**What to work on**
The full listing should be transcribed verbatim.

*** Records for the task

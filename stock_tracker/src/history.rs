//! Change-log writer
//!
//! Compares a batch of observations against the latest logged state of each
//! entity and appends a row only for entities that are new or whose
//! availability flipped. Polling an unchanged state never grows the log.

use crate::error::Result;
use crate::store::StockLogStore;
use chrono::{DateTime, SubsecRound, Utc};
use std::collections::{HashMap, HashSet};
use stock_common::{EntityId, StockLogRow, StockObservation};

/// Outcome of one writer run
#[derive(Debug, Default, Clone, PartialEq, Eq)]
pub struct AppendStats {
    /// Rows appended for entities never seen before
    pub new_entities: usize,
    /// Rows appended because the state flipped
    pub transitions: usize,
    /// Observations matching the logged state
    pub unchanged: usize,
    /// Repeated observations of an entity already handled in this batch
    pub duplicates: usize,
}

impl AppendStats {
    pub fn appended(&self) -> usize {
        self.new_entities + self.transitions
    }
}

/// Append one row per detected transition.
///
/// The batch may arrive in any order. `now` is truncated to whole seconds so
/// every store persists the same timestamp. The first store error aborts the
/// run; rows appended before it stay in the log.
pub fn append_transitions<S>(
    store: &mut S,
    observations: &[StockObservation],
    now: DateTime<Utc>,
) -> Result<AppendStats>
where
    S: StockLogStore + ?Sized,
{
    let recorded_at = now.trunc_subsecs(0);
    let latest: HashMap<EntityId, StockLogRow> = store.most_recent_row_per_entity()?;
    log::debug!(
        "Checking {} observations against {} logged entities",
        observations.len(),
        latest.len()
    );

    let mut stats = AppendStats::default();
    let mut seen: HashSet<&EntityId> = HashSet::new();

    for observation in observations {
        if !seen.insert(&observation.entity_id) {
            log::warn!(
                "Ignoring repeated observation of {} in the same batch",
                observation.entity_id
            );
            stats.duplicates += 1;
            continue;
        }

        let previous = latest.get(&observation.entity_id);
        match previous {
            Some(prev) if prev.in_stock == observation.in_stock => {
                stats.unchanged += 1;
                continue;
            }
            Some(_) => stats.transitions += 1,
            None => stats.new_entities += 1,
        }

        let row = StockLogRow::from_observation(observation, recorded_at);
        store.append(&row)?;
        log::debug!(
            "Logged {} as {}",
            row.entity_id,
            if row.in_stock { "in stock" } else { "out of stock" }
        );
    }

    log::info!(
        "Stock log updated: {} appended ({} new, {} changed), {} unchanged",
        stats.appended(),
        stats.new_entities,
        stats.transitions,
        stats.unchanged
    );
    Ok(stats)
}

******

**Solution for this task**
filename stock_tracker/src/history.rs
//! Change-log writer
//!
//! Compares a batch of observations against the latest logged state of each
//! entity and appends a row only for entities that are new or whose
//! availability flipped. Polling an unchanged state never grows the log.

use crate::error::Result;
use crate::store::StockLogStore;
use chrono::{DateTime, SubsecRound, Utc};
use std::collections::{HashMap, HashSet};
use stock_common::{EntityId, StockLogRow, StockObservation};

/// Outcome of one writer run
#[derive(Debug, Default, Clone, PartialEq, Eq)]
pub struct AppendStats {
    /// Rows appended for entities never seen before
    pub new_entities: usize,
    /// Rows appended because the state flipped
    pub transitions: usize,
    /// Observations matching the logged state
    pub unchanged: usize,
    /// Repeated observations of an entity already handled in this batch
    pub duplicates: usize,
}

impl AppendStats {
    pub fn appended(&self) -> usize {
        self.new_entities + self.transitions
    }
}

/// Append one row per detected transition.
///
/// The batch may arrive in any order. `now` is truncated to whole seconds so
/// every store persists the same timestamp. The first store error aborts the
/// run; rows appended before it stay in the log.
pub fn append_transitions<S>(
    store: &mut S,
    observations: &[StockObservation],
    now: DateTime<Utc>,
) -> Result<AppendStats>
where
    S: StockLogStore + ?Sized,
{
    let recorded_at = now.trunc_subsecs(0);
    let latest: HashMap<EntityId, StockLogRow> = store.most_recent_row_per_entity()?;
    log::debug!(
        "Checking {} observations against {} logged entities",
        observations.len(),
        latest.len()
    );

    let mut stats = AppendStats::default();
    let mut seen: HashSet<&EntityId> = HashSet::new();

    for observation in observations {
        if !seen.insert(&observation.entity_id) {
            log::warn!(
                "Ignoring repeated observation of {} in the same batch",
                observation.entity_id
            );
            stats.duplicates += 1;
            continue;
        }

        let previous = latest.get(&observation.entity_id);
        match previous {
            Some(prev) if prev.in_stock == observation.in_stock => {
                stats.unchanged += 1;
                continue;
            }
            Some(_) => stats.transitions += 1,
            None => stats.new_entities += 1,
        }

        let row = StockLogRow::from_observation(observation, recorded_at);
        store.append(&row)?;
        log::debug!(
            "Logged {} as {}",
            row.entity_id,
            if row.in_stock { "in stock" } else { "out of stock" }
        );
    }

    log::info!(
        "Stock log updated: {} appended ({} new, {} changed), {} unchanged",
        stats.appended(),
        stats.new_entities,
        stats.transitions,
        stats.unchanged
    );
    Ok(stats)
}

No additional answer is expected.